§ WHAT IS NEEDED
An identical reprint of the entire listing below is expected.

§ EXCERPTED DATA
■ ■ ■ ■

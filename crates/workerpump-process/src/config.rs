use std::ffi::OsString;
use std::path::PathBuf;
use std::time::Duration;

/// Worker executable used when none is configured.
pub const DEFAULT_PROGRAM: &str = "./worker";

/// Command line sent to the worker to ask it to exit.
pub const DEFAULT_QUIT_COMMAND: &str = "quit";

/// How long `terminate` waits for the worker to exit.
pub const DEFAULT_TERMINATE_TIMEOUT: Duration = Duration::from_secs(5);

/// How the worker process is launched and shut down.
#[derive(Debug, Clone, PartialEq, Eq)]
pub struct ProcessConfig {
    /// Path to the worker executable. Default: `./worker`.
    pub program: PathBuf,
    /// Extra arguments passed to the worker.
    pub args: Vec<OsString>,
    /// Line written to the worker's stdin on shutdown. Default: `quit`.
    pub quit_command: String,
    /// Upper bound on the wait for exit after the quit command. Default: 5s.
    pub terminate_timeout: Duration,
}

impl ProcessConfig {
    /// Configuration for `program` with all other settings at their defaults.
    pub fn new(program: impl Into<PathBuf>) -> Self {
        Self {
            program: program.into(),
            ..Self::default()
        }
    }

    pub fn with_args<I, S>(mut self, args: I) -> Self
    where
        I: IntoIterator<Item = S>,
        S: Into<OsString>,
    {
        self.args = args.into_iter().map(Into::into).collect();
        self
    }

    pub fn with_quit_command(mut self, quit_command: impl Into<String>) -> Self {
        self.quit_command = quit_command.into();
        self
    }

    pub fn with_terminate_timeout(mut self, timeout: Duration) -> Self {
        self.terminate_timeout = timeout;
        self
    }
}

impl Default for ProcessConfig {
    fn default() -> Self {
        Self {
            program: PathBuf::from(DEFAULT_PROGRAM),
            args: Vec::new(),
            quit_command: DEFAULT_QUIT_COMMAND.to_string(),
            terminate_timeout: DEFAULT_TERMINATE_TIMEOUT,
        }
    }
}
fn main() {
    if let Ok(target) = std::env::var("TARGET") {
        println!("cargo:rustc-env=WORKERPUMP_BUILD_TARGET={target}");
    }
    println!("cargo:rerun-if-env-changed=TARGET");
}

■ ■ ■ ■

§ EXPECTED ANSWER
filename crates/workerpump-process/src/config.rs
use std::ffi::OsString;
use std::path::PathBuf;
use std::time::Duration;

/// Worker executable used when none is configured.
pub const DEFAULT_PROGRAM: &str = "./worker";

/// Command line sent to the worker to ask it to exit.
pub const DEFAULT_QUIT_COMMAND: &str = "quit";

/// How long `terminate` waits for the worker to exit.
pub const DEFAULT_TERMINATE_TIMEOUT: Duration = Duration::from_secs(5);

/// How the worker process is launched and shut down.
#[derive(Debug, Clone, PartialEq, Eq)]
pub struct ProcessConfig {
    /// Path to the worker executable. Default: `./worker`.
    pub program: PathBuf,
    /// Extra arguments passed to the worker.
    pub args: Vec<OsString>,
    /// Line written to the worker's stdin on shutdown. Default: `quit`.
    pub quit_command: String,
    /// Upper bound on the wait for exit after the quit command. Default: 5s.
    pub terminate_timeout: Duration,
}

impl ProcessConfig {
    /// Configuration for `program` with all other settings at their defaults.
    pub fn new(program: impl Into<PathBuf>) -> Self {
        Self {
            program: program.into(),
            ..Self::default()
        }
    }

    pub fn with_args<I, S>(mut self, args: I) -> Self
    where
        I: IntoIterator<Item = S>,
        S: Into<OsString>,
    {
        self.args = args.into_iter().map(Into::into).collect();
        self
    }

    pub fn with_quit_command(mut self, quit_command: impl Into<String>) -> Self {
        self.quit_command = quit_command.into();
        self
    }

    pub fn with_terminate_timeout(mut self, timeout: Duration) -> Self {
        self.terminate_timeout = timeout;
        self
    }
}

impl Default for ProcessConfig {
    fn default() -> Self {
        Self {
            program: PathBuf::from(DEFAULT_PROGRAM),
            args: Vec::new(),
            quit_command: DEFAULT_QUIT_COMMAND.to_string(),
            terminate_timeout: DEFAULT_TERMINATE_TIMEOUT,
        }
    }
}
fn main() {
    if let Ok(target) = std::env::var("TARGET") {
        println!("cargo:rustc-env=WORKERPUMP_BUILD_TARGET={target}");
    }
    println!("cargo:rerun-if-env-changed=TARGET");
}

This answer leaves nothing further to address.